[Data records]
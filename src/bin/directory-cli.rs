use clap::{Parser, Subcommand};
use reqwest::header::{HeaderMap, HeaderValue, AUTHORIZATION};
use serde_json::{json, Map, Value};

#[derive(Parser)]
#[command(name = "directory-cli")]
#[command(about = "Management CLI for the facility directory", long_about = None)]
struct Cli {
    #[arg(short, long, env = "DIRECTORY_URL", default_value = "http://localhost:3000")]
    url: String,

    #[arg(short, long, env = "ADMIN_API_KEY", default_value = "")]
    key: String,

    #[command(subcommand)]
    command: Commands,
}

#[derive(Subcommand)]
enum Commands {
    /// Check service and database health
    Health,
    /// List leads, newest first
    Leads {
        /// Only leads with this status
        #[arg(long)]
        status: Option<String>,
        #[arg(long, default_value_t = 20)]
        limit: i64,
    },
    /// Update a lead after review
    Review {
        id: i32,
        #[arg(long)]
        status: Option<String>,
        #[arg(long)]
        priority: Option<String>,
        #[arg(long)]
        notes: Option<String>,
        #[arg(long)]
        contacted: Option<bool>,
    },
    /// Search facilities
    Search {
        query: String,
        #[arg(long, default_value_t = 10)]
        limit: i64,
    },
}

#[tokio::main]
async fn main() -> Result<(), Box<dyn std::error::Error>> {
    let cli = Cli::parse();
    let client = reqwest::Client::new();

    let mut headers = HeaderMap::new();
    headers.insert(
        AUTHORIZATION,
        HeaderValue::from_str(&format!("Bearer {}", cli.key))?,
    );

    match cli.command {
        Commands::Health => {
            let res = client.get(format!("{}/api/health", cli.url)).send().await?;
            print_response(res).await?;
        }
        Commands::Leads { status, limit } => {
            let mut query = vec![("limit", limit.to_string())];
            if let Some(status) = status {
                query.push(("status", status));
            }
            let res = client
                .get(format!("{}/admin/leads", cli.url))
                .headers(headers)
                .query(&query)
                .send()
                .await?;
            print_response(res).await?;
        }
        Commands::Review {
            id,
            status,
            priority,
            notes,
            contacted,
        } => {
            let mut body = Map::new();
            if let Some(status) = status {
                body.insert("status".into(), json!(status));
            }
            if let Some(priority) = priority {
                body.insert("priority".into(), json!(priority));
            }
            if let Some(notes) = notes {
                body.insert("notes".into(), json!(notes));
            }
            if let Some(contacted) = contacted {
                body.insert("contacted".into(), json!(contacted));
            }
            let res = client
                .patch(format!("{}/admin/leads/{}", cli.url, id))
                .headers(headers)
                .json(&Value::Object(body))
                .send()
                .await?;
            print_response(res).await?;
        }
        Commands::Search { query, limit } => {
            let res = client
                .get(format!("{}/api/search", cli.url))
                .query(&[("q", query), ("limit", limit.to_string())])
                .send()
                .await?;
            print_response(res).await?;
        }
    }

    Ok(())
}

async fn print_response(res: reqwest::Response) -> Result<(), Box<dyn std::error::Error>> {
    let status = res.status();
    if !status.is_success() {
        eprintln!("Error: API returned status {}", status);
        if let Ok(text) = res.text().await {
            eprintln!("Response: {}", text);
        }
        return Ok(());
    }

    let json: Value = res.json().await?;
    println!("{}", serde_json::to_string_pretty(&json)?);
    Ok(())
}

[Task directions]
Pull out every line holding "insert" from the records above, and copy it.

[Written answer]
    headers.insert(
                body.insert("status".into(), json!(status));
                body.insert("priority".into(), json!(priority));
                body.insert("notes".into(), json!(notes));
                body.insert("contacted".into(), json!(contacted));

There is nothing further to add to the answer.